#### PROVIDED DATA
━━━━━━━━━━━━━━━━━━━━━━━━━━━━━━
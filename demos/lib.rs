//! Shared command-line handling for the demo binaries

use std::fs;
use std::path::PathBuf;

use anyhow::{Context, Result};
use clap::Args;
use kitcrate_core::{ConfigUpdate, GarmentConfig, PatternVariant, Rgb};

/// Garment options; flags override values read from `--config`
#[derive(Debug, Clone, Default, Args)]
pub struct GarmentArgs {
    /// JSON file holding a full garment configuration
    #[arg(long)]
    pub config: Option<PathBuf>,

    /// Primary color, e.g. "#dc2626"
    #[arg(long)]
    pub primary: Option<Rgb>,

    /// Secondary color
    #[arg(long)]
    pub secondary: Option<Rgb>,

    /// plain, stripes, diagonal or texture
    #[arg(long)]
    pub pattern: Option<PatternVariant>,

    /// Front number (at most 2 characters are kept)
    #[arg(long)]
    pub front_number: Option<String>,

    /// Name printed on the back (at most 12 characters are kept)
    #[arg(long)]
    pub back_name: Option<String>,

    /// Back number (at most 2 characters are kept)
    #[arg(long)]
    pub back_number: Option<String>,

    /// Logo image path
    #[arg(long)]
    pub logo: Option<String>,
}

impl GarmentArgs {
    /// Read `--config` if given, then apply the individual flags
    pub fn resolve(&self) -> Result<GarmentConfig> {
        let mut config = match &self.config {
            Some(path) => {
                let json = fs::read_to_string(path).with_context(|| format!("reading {}", path.display()))?;
                serde_json::from_str(&json).with_context(|| format!("parsing {}", path.display()))?
            }
            None => GarmentConfig::default(),
        };

        config.apply(ConfigUpdate {
            primary_color: self.primary,
            secondary_color: self.secondary,
            logo: self.logo.clone().map(Some),
            front_number: self.front_number.clone(),
            back_name: self.back_name.clone(),
            back_number: self.back_number.clone(),
            pattern: self.pattern,
        });
        Ok(config)
    }
}

/// Log to stderr, honoring `RUST_LOG` and defaulting to `info`
pub fn init_logging() {
    tracing_subscriber::fmt()
        .with_env_filter(
            tracing_subscriber::EnvFilter::try_from_default_env()
                .unwrap_or_else(|_| tracing_subscriber::EnvFilter::new("info")),
        )
        .init();
}

#[cfg(test)]
mod tests {
    use super::*;

    #[test]
    fn test_flags_override_config_file() {
        let path = std::env::temp_dir().join(format!("kitcrate-demo-config-{}.json", std::process::id()));
        let mut stored = GarmentConfig::default();
        stored.set_back_name("SMITH");
        stored.pattern = PatternVariant::Diagonal;
        fs::write(&path, serde_json::to_string(&stored).unwrap()).unwrap();

        let args = GarmentArgs {
            config: Some(path.clone()),
            back_number: Some("777".to_string()),
            ..Default::default()
        };
        let config = args.resolve().unwrap();
        assert_eq!(config.back_name(), "SMITH");
        assert_eq!(config.pattern, PatternVariant::Diagonal);
        assert_eq!(config.back_number(), "77");
        let _ = fs::remove_file(path);
    }

    #[test]
    fn test_defaults_without_flags() {
        assert_eq!(GarmentArgs::default().resolve().unwrap(), GarmentConfig::default());
    }
}
//! Panel texture synthesis for the garment's front, back and sleeves

use image::RgbaImage;
use kitcrate_core::{GarmentConfig, PanelTexture, PatternVariant, Rgb};
use rand::rngs::ThreadRng;
use rand::Rng;
use tracing::debug;

use crate::font::{draw_text, TextBaseline, TextStyle};
use crate::pattern::apply_pattern;
use crate::surface::RasterSurface;

/// Edge length of the front and back panels
pub const PANEL_SIZE: u32 = 2048;
/// Edge length of the sleeve panel
pub const SLEEVE_SIZE: u32 = 512;

pub const LOGO_SIZE: u32 = 300;
pub const LOGO_TOP: i64 = 600;

pub const FRONT_NUMBER_Y: f32 = 1100.0;
pub const BACK_NAME_Y: f32 = 700.0;
pub const BACK_NUMBER_Y: f32 = 1050.0;

/// Open trim path along the sleeve's top and sides
pub const SLEEVE_TRIM: [(f32, f32); 4] = [(50.0, 512.0), (50.0, 50.0), (462.0, 50.0), (462.0, 512.0)];
pub const SLEEVE_TRIM_WIDTH: f32 = 15.0;
pub const SLEEVE_TRIM_ALPHA: f32 = 0.8;

pub fn front_number_style() -> TextStyle {
    TextStyle::new(250.0, 4.0, TextBaseline::Middle)
}

pub fn back_name_style() -> TextStyle {
    TextStyle::new(140.0, 3.0, TextBaseline::Middle)
}

pub fn back_number_style() -> TextStyle {
    TextStyle::new(300.0, 5.0, TextBaseline::Middle)
}

/// Left edge of the logo box
pub fn logo_left() -> i64 {
    (PANEL_SIZE - LOGO_SIZE) as i64 / 2
}

/// The three textures a garment is dressed in
#[derive(Debug)]
pub struct PanelSet {
    pub front: PanelTexture,
    pub back: PanelTexture,
    pub sleeve: PanelTexture,
}

/// Rasterizes panel textures onto owned surfaces
///
/// Each render clears its surface first, so output depends only on the
/// arguments and, for the `texture` pattern, the RNG state.
pub struct TextureSynthesizer<R: Rng = ThreadRng> {
    panel: RasterSurface,
    sleeve: RasterSurface,
    rng: R,
}

impl TextureSynthesizer<ThreadRng> {
    pub fn new() -> Self {
        Self::with_rng(rand::thread_rng())
    }
}

impl Default for TextureSynthesizer<ThreadRng> {
    fn default() -> Self {
        Self::new()
    }
}

impl<R: Rng> TextureSynthesizer<R> {
    pub fn with_rng(rng: R) -> Self {
        Self {
            panel: RasterSurface::new(PANEL_SIZE, PANEL_SIZE),
            sleeve: RasterSurface::new(SLEEVE_SIZE, SLEEVE_SIZE),
            rng,
        }
    }

    fn prepare_panel(&mut self, base: Rgb, pattern: PatternVariant) {
        self.panel.clear(base);
        apply_pattern(&mut self.panel, pattern, &mut self.rng);
    }

    pub fn render_front_panel(
        &mut self,
        base: Rgb,
        logo: Option<&RgbaImage>,
        front_number: &str,
        pattern: PatternVariant,
    ) -> PanelTexture {
        self.prepare_panel(base, pattern);

        if let Some(logo) = logo {
            self.panel.draw_image(logo, logo_left(), LOGO_TOP, LOGO_SIZE, LOGO_SIZE);
        }

        let center = PANEL_SIZE as f32 / 2.0;
        draw_text(&mut self.panel, front_number, center, FRONT_NUMBER_Y, &front_number_style());

        debug!("Synthesized front panel ({pattern}, logo: {})", logo.is_some());
        PanelTexture::new(self.panel.snapshot())
    }

    pub fn render_back_panel(
        &mut self,
        base: Rgb,
        back_name: &str,
        back_number: &str,
        pattern: PatternVariant,
    ) -> PanelTexture {
        self.prepare_panel(base, pattern);

        let center = PANEL_SIZE as f32 / 2.0;
        draw_text(&mut self.panel, &back_name.to_uppercase(), center, BACK_NAME_Y, &back_name_style());
        draw_text(&mut self.panel, back_number, center, BACK_NUMBER_Y, &back_number_style());

        debug!("Synthesized back panel ({pattern})");
        PanelTexture::new(self.panel.snapshot())
    }

    pub fn render_sleeve_panel(&mut self, base: Rgb) -> PanelTexture {
        self.sleeve.clear(base);

        let mut trim = self.sleeve.mask();
        trim.stroke_polyline(&SLEEVE_TRIM, SLEEVE_TRIM_WIDTH);
        self.sleeve.fill_mask(&trim, Rgb::WHITE, SLEEVE_TRIM_ALPHA);

        debug!("Synthesized sleeve panel");
        PanelTexture::new(self.sleeve.snapshot())
    }

    /// Render all three panels for `config`
    pub fn render_panels(&mut self, config: &GarmentConfig, logo: Option<&RgbaImage>) -> PanelSet {
        PanelSet {
            front: self.render_front_panel(config.primary_color, logo, config.front_number(), config.pattern),
            back: self.render_back_panel(config.primary_color, config.back_name(), config.back_number(), config.pattern),
            sleeve: self.render_sleeve_panel(config.primary_color),
        }
    }
}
━━━━━━━━━━━━━━━━━━━━━━━━━━━━━━
#### REQUIREMENT
Search the entries for the string "info". Copy every line that has it.

#### THE COMPLETED TASK
/// Log to stderr, honoring `RUST_LOG` and defaulting to `info`
                .unwrap_or_else(|_| tracing_subscriber::EnvFilter::new("info")),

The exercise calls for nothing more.